* **What you will do**: Consider the data that follows and state how many lines contain the string "only", using the number alone.

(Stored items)
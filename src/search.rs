//! Exact-key lookup against a sorted index file
//!
//! Binary search over the memory-mapped index locates one entry with the
//! queried key in `O(log N)` comparisons, then a contiguous scan left and
//! right collects the whole equal-key run (equal keys are adjacent in a
//! sorted file). Each hit's offset/length resolves to a record line in the
//! store; because keys are fixed-width truncations, every resolved record
//! is re-checked against the query so results stay exact.

use crate::index::{IndexEntry, IndexFileError, ENTRY_WIDTH};
use crate::record::{encode_key, KeyField, Record, KEY_WIDTH};

use anyhow::{Context, Result};
use std::fs::File;
use std::io::{Read, Seek, SeekFrom};
use std::path::{Path, PathBuf};

/// A resolved match: the record plus where its line lives in the store.
#[derive(Debug, Clone)]
pub struct SearchHit {
    pub record: Record,
    pub offset: u64,
    pub length: u32,
}

/// Diagnostic counters for one lookup, reported in verbose mode. They never
/// change result content.
#[derive(Debug, Default, Clone, Copy)]
pub struct SearchStats {
    pub comparisons: u64,
    pub seeks: u64,
}

#[derive(Debug)]
pub struct Searcher {
    index: memmap2::Mmap,
    entries: u64,
    store: File,
    store_path: PathBuf,
    key: KeyField,
}

impl Searcher {
    /// Open a sorted index and its record store. Fails up front on a
    /// structurally invalid index (size not a multiple of the entry width).
    pub fn open(index_path: &Path, store_path: &Path, key: KeyField) -> Result<Self> {
        let index_file = File::open(index_path)
            .with_context(|| format!("failed to open index file {:?}", index_path))?;
        let size = index_file.metadata()?.len();
        if size % ENTRY_WIDTH as u64 != 0 {
            return Err(IndexFileError::Misaligned {
                path: index_path.to_path_buf(),
                size,
                width: ENTRY_WIDTH,
            }
            .into());
        }
        let index = unsafe { memmap2::Mmap::map(&index_file) }
            .with_context(|| format!("failed to mmap index file {:?}", index_path))?;
        let store = File::open(store_path)
            .with_context(|| format!("failed to open record store {:?}", store_path))?;
        Ok(Self {
            index,
            entries: size / ENTRY_WIDTH as u64,
            store,
            store_path: store_path.to_path_buf(),
            key,
        })
    }

    /// Number of entries in the index.
    pub fn entries(&self) -> u64 {
        self.entries
    }

    fn entry_at(&self, i: u64) -> IndexEntry {
        let start = i as usize * ENTRY_WIDTH;
        IndexEntry::decode(&self.index[start..start + ENTRY_WIDTH])
    }

    /// Find every record whose key field equals `value`. An absent key is
    /// an empty result, not an error.
    pub fn find(&mut self, value: &str) -> Result<(Vec<SearchHit>, SearchStats)> {
        let mut stats = SearchStats::default();
        let target = encode_key(value);

        let Some(hit) = self.binary_search(&target, &mut stats) else {
            return Ok((Vec::new(), stats));
        };

        // Expand to the boundaries of the equal-key run.
        let mut lo = hit;
        while lo > 0 && self.entry_at(lo - 1).key == target {
            stats.comparisons += 1;
            lo -= 1;
        }
        let mut hi = hit;
        while hi + 1 < self.entries && self.entry_at(hi + 1).key == target {
            stats.comparisons += 1;
            hi += 1;
        }

        let wanted = value.to_lowercase();
        let mut hits = Vec::new();
        for i in lo..=hi {
            let entry = self.entry_at(i);
            let record = self.resolve(&entry, &mut stats)?;
            // Truncated 16-byte keys can collide; keep only true matches.
            if record.field(self.key).to_lowercase() == wanted {
                hits.push(SearchHit {
                    record,
                    offset: entry.offset,
                    length: entry.length,
                });
            }
        }
        Ok((hits, stats))
    }

    /// Locate any one entry with `target`, or `None`.
    fn binary_search(&self, target: &[u8; KEY_WIDTH], stats: &mut SearchStats) -> Option<u64> {
        let mut lo = 0u64;
        let mut hi = self.entries;
        while lo < hi {
            let mid = lo + (hi - lo) / 2;
            stats.comparisons += 1;
            match self.entry_at(mid).key.cmp(target) {
                std::cmp::Ordering::Equal => return Some(mid),
                std::cmp::Ordering::Less => lo = mid + 1,
                std::cmp::Ordering::Greater => hi = mid,
            }
        }
        None
    }

    /// Seek and read the referenced record line from the store.
    fn resolve(&mut self, entry: &IndexEntry, stats: &mut SearchStats) -> Result<Record> {
        stats.seeks += 1;
        self.store
            .seek(SeekFrom::Start(entry.offset))
            .with_context(|| format!("failed to seek record store {:?}", self.store_path))?;
        let mut buf = vec![0u8; entry.length as usize];
        self.store
            .read_exact(&mut buf)
            .with_context(|| format!("failed to read record store {:?}", self.store_path))?;
        let text = std::str::from_utf8(&buf).with_context(|| {
            format!(
                "record at offset {} in {:?} is not valid UTF-8",
                entry.offset, self.store_path
            )
        })?;
        Record::from_line(text).with_context(|| {
            format!(
                "record at offset {} in {:?} is not valid JSON",
                entry.offset, self.store_path
            )
        })
    }
}

#[cfg(test)]
mod tests {
    use super::*;
    use crate::index::{IndexStats, Indexer};
    use crate::sorter::{ExternalSorter, SortConfig};
    use std::io::Write as _;
    use tempfile::TempDir;

    fn record_line(email: &str, password: &str) -> String {
        let (user, domain) = email.split_once('@').unwrap();
        format!(
            r#"{{"email":"{}","user":"{}","domain":"{}","password":"{}"}}"#,
            email, user, domain, password
        )
    }

    /// Build a store plus sorted email index from the given credentials.
    fn build_fixture(dir: &Path, creds: &[(&str, &str)]) -> (PathBuf, PathBuf) {
        let store = dir.join("store.json");
        let mut file = File::create(&store).unwrap();
        for (email, password) in creds {
            writeln!(file, "{}", record_line(email, password)).unwrap();
        }

        let indexer = Indexer::new(KeyField::Email, 1, dir.to_path_buf()).unwrap();
        let shards = indexer.index_store(&store, &IndexStats::new()).unwrap();

        let sorted = dir.join("email.idx");
        let mut sorter = ExternalSorter::new(SortConfig {
            max_memory: 1 << 20,
            workers: 1,
            temp_dir: dir.to_path_buf(),
            verify: true,
            cleanup: true,
            fan_in: 64,
        })
        .unwrap();
        sorter.sort(&shards, &sorted).unwrap();
        (sorted, store)
    }

    #[test]
    fn test_search_finds_all_matches() {
        let dir = TempDir::new().unwrap();
        let (index, store) = build_fixture(
            dir.path(),
            &[
                ("alice@example.com", "pw1"),
                ("bob@example.com", "pw2"),
                ("alice@example.com", "pw3"),
                ("carol@other.net", "pw4"),
            ],
        );

        let mut searcher = Searcher::open(&index, &store, KeyField::Email).unwrap();
        let (hits, stats) = searcher.find("alice@example.com").unwrap();
        assert_eq!(hits.len(), 2);
        let mut passwords: Vec<_> = hits.iter().map(|h| h.record.password.clone()).collect();
        passwords.sort();
        assert_eq!(passwords, vec!["pw1", "pw3"]);
        assert!(stats.comparisons > 0);
        assert_eq!(stats.seeks, 2);
    }

    #[test]
    fn test_search_absent_key_empty_not_error() {
        let dir = TempDir::new().unwrap();
        let (index, store) = build_fixture(dir.path(), &[("alice@example.com", "pw1")]);
        let mut searcher = Searcher::open(&index, &store, KeyField::Email).unwrap();
        let (hits, _) = searcher.find("nobody@nowhere.org").unwrap();
        assert!(hits.is_empty());
    }

    #[test]
    fn test_search_is_case_insensitive_on_keys() {
        let dir = TempDir::new().unwrap();
        let (index, store) = build_fixture(dir.path(), &[("alice@example.com", "pw1")]);
        let mut searcher = Searcher::open(&index, &store, KeyField::Email).unwrap();
        let (hits, _) = searcher.find("Alice@Example.COM").unwrap();
        assert_eq!(hits.len(), 1);
    }

    #[test]
    fn test_truncation_collision_filtered_out() {
        // Both addresses share a 16-byte prefix, so their encoded keys
        // collide; search must still return only the asked-for one.
        let dir = TempDir::new().unwrap();
        let (index, store) = build_fixture(
            dir.path(),
            &[
                ("shared-prefix-aa@one.com", "pw1"),
                ("shared-prefix-aa@two.com", "pw2"),
            ],
        );
        let mut searcher = Searcher::open(&index, &store, KeyField::Email).unwrap();
        let (hits, _) = searcher.find("shared-prefix-aa@one.com").unwrap();
        assert_eq!(hits.len(), 1);
        assert_eq!(hits[0].record.password, "pw1");
    }

    #[test]
    fn test_misaligned_index_is_explicit_error() {
        let dir = TempDir::new().unwrap();
        let index = dir.path().join("bad.idx");
        let store = dir.path().join("store.json");
        std::fs::write(&index, vec![0u8; ENTRY_WIDTH + 1]).unwrap();
        std::fs::write(&store, b"").unwrap();

        let err = Searcher::open(&index, &store, KeyField::Email).unwrap_err();
        assert!(matches!(
            err.downcast_ref::<IndexFileError>(),
            Some(IndexFileError::Misaligned { .. })
        ));
    }

    #[test]
    fn test_search_by_domain_key() {
        let dir = TempDir::new().unwrap();
        let store = dir.path().join("store.json");
        let mut file = File::create(&store).unwrap();
        for (email, password) in [
            ("alice@example.com", "pw1"),
            ("bob@example.com", "pw2"),
            ("carol@other.net", "pw3"),
        ] {
            writeln!(file, "{}", record_line(email, password)).unwrap();
        }
        let indexer = Indexer::new(KeyField::Domain, 1, dir.path().to_path_buf()).unwrap();
        let shards = indexer.index_store(&store, &IndexStats::new()).unwrap();
        let sorted = dir.path().join("domain.idx");
        ExternalSorter::new(SortConfig {
            max_memory: 1 << 20,
            workers: 1,
            temp_dir: dir.path().to_path_buf(),
            verify: true,
            cleanup: true,
            fan_in: 64,
        })
        .unwrap()
        .sort(&shards, &sorted)
        .unwrap();

        let mut searcher = Searcher::open(&sorted, &store, KeyField::Domain).unwrap();
        let (hits, _) = searcher.find("example.com").unwrap();
        assert_eq!(hits.len(), 2);
    }
}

* **Response area**: 2